Nausicaä is devastatingly beautiful and heartbreaking story of love, purity, innocence and humanity. It is a story of hope and loss, past and future. It reminds me of Lone Wolf and the Cub in the sense that it manages to transcend the form of comic. It feels like a book, but offers experience that is almost like you are there - like you would have shared the story of Nausicaä by being there with her, all the way.

Miyazaki has this somber, some could say a bit pessimistical view towards humanity. He often touches the concept of destruction in his works and the harm we manage to cause to our own environment and our own future. The world of Nausicaä is not a happy one. There’s war and burden of the past world on everyone’s shoulders and things are not getting better. And who would believe that a single girl could make the world a better place?

It is one of the only pieces of art that have managed to make me burst into cry. I’d say it has offered me the purest form of katharsis I’ve ever thought possible, and that is very much said.

Go and read it dear people

Kazuo Koike & Goseki Kojima - Lone Wolf and the Cub / Samurai Executioner

Filed under: Reviews, Book reviews

I’ve been a bit of a martial arts and oriental freak ever since I saw my first Jet Lie movie. Since then I’ve been interested in zen, bushido, kung-fu and the whole package. At first it was young man’s fumbling in the dark, but as years passed it became not so young man’s awe driven travel through the garden of secrets.

Lone Wolf and the Cub and Samurai Executioner form a single entity in my books. They both are excellent comics. Actually they are more than comics. They are a collection of stories that define what is bushido. They have more in common with Hagakure than comic books. Except that they read like a comic. They are comics for old people. They are comics about fleeting moments and mortality. About choices, responsibility and duty of the lost world. They offer a view to the old Japan, a place where things are not what we modern westerners would think that they are.

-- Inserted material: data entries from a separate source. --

//! Pointer dispatch: clicks, drags, marquee and creation gestures.
//!
//! Points are in canvas coordinates. The host converts screen positions
//! through the [`Viewport`](crate::viewport::Viewport) first.

use kurbo::{Point, Rect};

use super::Scene;
use crate::element::{Element, ElementId};
use crate::handles::{HANDLE_HIT_TOLERANCE, HandleKind};
use crate::input::{Modifiers, PointerAction};
use crate::selection::{MarqueeState, marquee_hits};
use crate::tools::{ToolKind, create_shape_at};
use crate::transform::{DragKind, DragSession, NodeTransform, end_transform};

/// A gesture between pointer-down and pointer-up.
#[derive(Debug, Clone)]
pub enum Gesture {
    Drag(DragSession),
    Marquee(MarqueeState),
    /// Line/arrow draft; its state lives in the tool manager.
    Draft,
    /// A backend transformer owns the gesture; holds the pre-gesture elements.
    External(Vec<Element>),
}

impl Scene {
    /// Pointer pressed, resolving the target with the engine's hit-test.
    pub fn pointer_down(&mut self, point: Point, modifiers: Modifiers) -> PointerAction {
        let target = self.element_at(point);
        self.pointer_down_on(point, target, modifiers)
    }

    /// Pointer pressed over `target`, as resolved by the rendering backend.
    pub fn pointer_down_on(
        &mut self,
        point: Point,
        target: Option<ElementId>,
        modifiers: Modifiers,
    ) -> PointerAction {
        if self.gesture.is_some() {
            log::debug!("pointer down during a gesture, cancelling it");
            self.cancel_gesture();
        }
        let tool = self.tools.current_tool;
        match tool {
            ToolKind::Select => self.select_down(point, target, modifiers),
            ToolKind::Line | ToolKind::Arrow => {
                let start = self.grid.apply(point);
                self.tools.begin(start);
                self.gesture = Some(Gesture::Draft);
                PointerAction::Draft
            }
            ToolKind::Image => PointerAction::ImageRequested(self.request_image(point)),
            _ => {
                let at = self.grid.apply(point);
                let Some(element) = create_shape_at(tool, at) else {
                    return PointerAction::None;
                };
                let id = element.id();
                if !self.add_element(element) {
                    return PointerAction::None;
                }
                self.selection.set_single(id);
                self.tools.set_tool(ToolKind::Select);
                PointerAction::Placed(id)
            }
        }
    }

    fn select_down(
        &mut self,
        point: Point,
        target: Option<ElementId>,
        modifiers: Modifiers,
    ) -> PointerAction {
        let binding = self.transformer();
        let tolerance = self.viewport.canvas_tolerance(HANDLE_HIT_TOLERANCE);
        if let (Some(handle), Some(bounds)) = (binding.hit_test(point, tolerance), binding.bounds) {
            let kind = match handle {
                HandleKind::Rotate => DragKind::Rotate {
                    pivot: bounds.center(),
                },
                other => DragKind::Resize(other),
            };
            let targets = self.movable(&binding.nodes);
            if let Some(session) = DragSession::begin(kind, point, targets) {
                self.gesture = Some(Gesture::Drag(session));
                return PointerAction::Transform(handle);
            }
        }

        let target = target.filter(|id| self.index_of(*id).is_some());
        let Some(id) = target else {
            self.gesture = Some(Gesture::Marquee(MarqueeState::new(point, modifiers.shift)));
            return PointerAction::Marquee;
        };

        if modifiers.shift {
            self.selection.toggle(id);
            return PointerAction::Selected;
        }
        if !self.selection.contains(&id) {
            self.selection.set_single(id);
        }
        let ids = self.selected_ids();
        let targets = self.movable(&ids);
        match DragSession::begin(DragKind::Move, point, targets) {
            Some(session) => {
                self.gesture = Some(Gesture::Drag(session.with_pressed(id)));
                PointerAction::Drag
            }
            None => {
                self.selection.set_single(id);
                PointerAction::Selected
            }
        }
    }

    /// Copies of the visible, unlocked elements among `ids`.
    fn movable(&self, ids: &[ElementId]) -> Vec<Element> {
        self.elements
            .iter()
            .filter(|e| ids.contains(&e.id()) && e.is_visible() && !e.is_locked())
            .cloned()
            .collect()
    }

    pub fn pointer_move(&mut self, point: Point) {
        match &mut self.gesture {
            Some(Gesture::Drag(session)) => session.update(&mut self.elements, point),
            Some(Gesture::Marquee(marquee)) => marquee.current = point,
            Some(Gesture::Draft) => self.tools.update(point),
            Some(Gesture::External(_)) | None => {}
        }
    }

    /// Pointer released: finish the gesture and commit whatever it changed.
    pub fn pointer_up(&mut self, point: Point) {
        match self.gesture.take() {
            Some(Gesture::Drag(mut session)) => {
                session.update(&mut self.elements, point);
                if session.finish(&mut self.elements, &self.grid) {
                    self.commit();
                } else if let Some(id) = session.pressed {
                    // A click without motion selects only the pressed element.
                    self.selection.set_single(id);
                }
            }
            Some(Gesture::Marquee(mut marquee)) => {
                marquee.current = point;
                self.finish_marquee(marquee);
            }
            Some(Gesture::Draft) => {
                let end = self.grid.apply(point);
                if let Some(element) = self.tools.end(end) {
                    let id = element.id();
                    if self.add_element(element) {
                        self.selection.set_single(id);
                    }
                }
            }
            Some(external @ Gesture::External(_)) => self.gesture = Some(external),
            None => {}
        }
    }

    fn finish_marquee(&mut self, marquee: MarqueeState) {
        if marquee.origin == marquee.current {
            if !marquee.additive {
                self.selection.clear();
            }
            return;
        }
        let hits = marquee_hits(&self.elements, marquee.rect());
        if marquee.additive {
            self.selection.extend(hits);
        } else {
            self.selection.replace(hits);
        }
    }

    /// Abort the in-flight gesture without touching history. A drag is
    /// reverted to its start positions. Returns whether anything was aborted.
    pub fn cancel_gesture(&mut self) -> bool {
        match self.gesture.take() {
            Some(Gesture::Drag(session)) => {
                session.revert(&mut self.elements);
                true
            }
            Some(Gesture::Draft) => {
                self.tools.cancel();
                true
            }
            Some(Gesture::External(originals)) => {
                for original in originals {
                    if let Some(e) = self.elements.iter_mut().find(|e| e.id() == original.id()) {
                        *e = original;
                    }
                }
                true
            }
            Some(Gesture::Marquee(_)) => true,
            None => false,
        }
    }

    /// Drop any gesture; the element list is about to be replaced.
    pub(super) fn abandon_gesture(&mut self) {
        if let Some(Gesture::Draft) = self.gesture {
            self.tools.cancel();
        }
        self.gesture = None;
    }

    pub fn gesture(&self) -> Option<&Gesture> {
        self.gesture.as_ref()
    }

    /// The marquee rectangle while one is being dragged.
    pub fn marquee(&self) -> Option<Rect> {
        match &self.gesture {
            Some(Gesture::Marquee(m)) => Some(m.rect()),
            _ => None,
        }
    }

    /// Live position update from a backend drag (no commit).
    pub fn drag_element(&mut self, id: ElementId, position: Point) -> bool {
        match self.elements.iter_mut().find(|e| e.id() == id) {
            Some(element) if !element.is_locked() => {
                element.set_position(position);
                true
            }
            _ => false,
        }
    }

    /// Backend drag released: snap if enabled, then commit.
    pub fn end_drag(&mut self, id: ElementId) {
        let snap = self.grid;
        let Some(element) = self.elements.iter_mut().find(|e| e.id() == id) else {
            return;
        };
        if element.is_locked() {
            return;
        }
        let snapped = snap.apply(element.position());
        element.set_position(snapped);
        self.commit();
    }

    /// A backend transformer started on the bound nodes.
    pub fn begin_transform(&mut self) {
        let ids = self.transformer().nodes;
        self.gesture = Some(Gesture::External(self.movable(&ids)));
    }

    /// A backend transformer finished. Applies the minimum-size clamp and
    /// commits once. Returns the ids whose backend scale must be reset to 1.
    pub fn finish_transform(&mut self, nodes: &[NodeTransform]) -> Vec<ElementId> {
        let originals = match self.gesture.take() {
            Some(Gesture::External(originals)) => originals,
            other => {
                self.gesture = other;
                self.movable(&nodes.iter().map(|n| n.id).collect::<Vec<_>>())
            }
        };
        let reset = end_transform(&mut self.elements, &originals, nodes);
        if !reset.is_empty() {
            self.commit();
        }
        reset
    }
}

The most devastating thing about them is that they manage to transcend their form. The intense experiences that they have offered me are not experiences that could be delivered by pictures or written words. They are something utterly extreme and alien. When you turn the page and suddenly you absolutely realize what happened, you end up sweating and listening to your heart pounding away the empty seconds.

Get them, read them and get ready for something intense.

George R.R. Martin - Song of Ice and Fire

Filed under: Reviews, Book reviews

For some reason I’m a sucker for fantasy literature. Not all of it, dear god, but there are quite a few writers I really do enjoy reading. I think it has got something to do with the fact that I enjoy soundtrack music, playing roleplaying games and I tend to daydream quite a lot. There’s just some part of me that yearns for mythical, unrealistic and unreal vistas and experiences and ‘lo behold, fantasy literature comes and delivers!

Enter George R.R. Martin. Wonderful writer with distinct and intense style that is definitely suited for the more grown up people. His massive series Song of Ice and Fire (still continuing) is truly a story of epic scale. There is the king, the dead king and the throne. There are families, bloodlines and wars. People are born, people die, people weep and people smile. There’s sex and violence, betrayal and trust. It’s like Rome but in a mythical land of medieval fantasy. And it’s not beautiful. It’s gritty, grim and fatal.

I guess I enjoy Martin’s style so much because it is not easy to read (hmm, isn’t that a contradiction, oh well…). There are lots of names and the storylines are vast and slow. But eventually, when the wheels turn, they turn with power and mass. This is not lightweight stuff.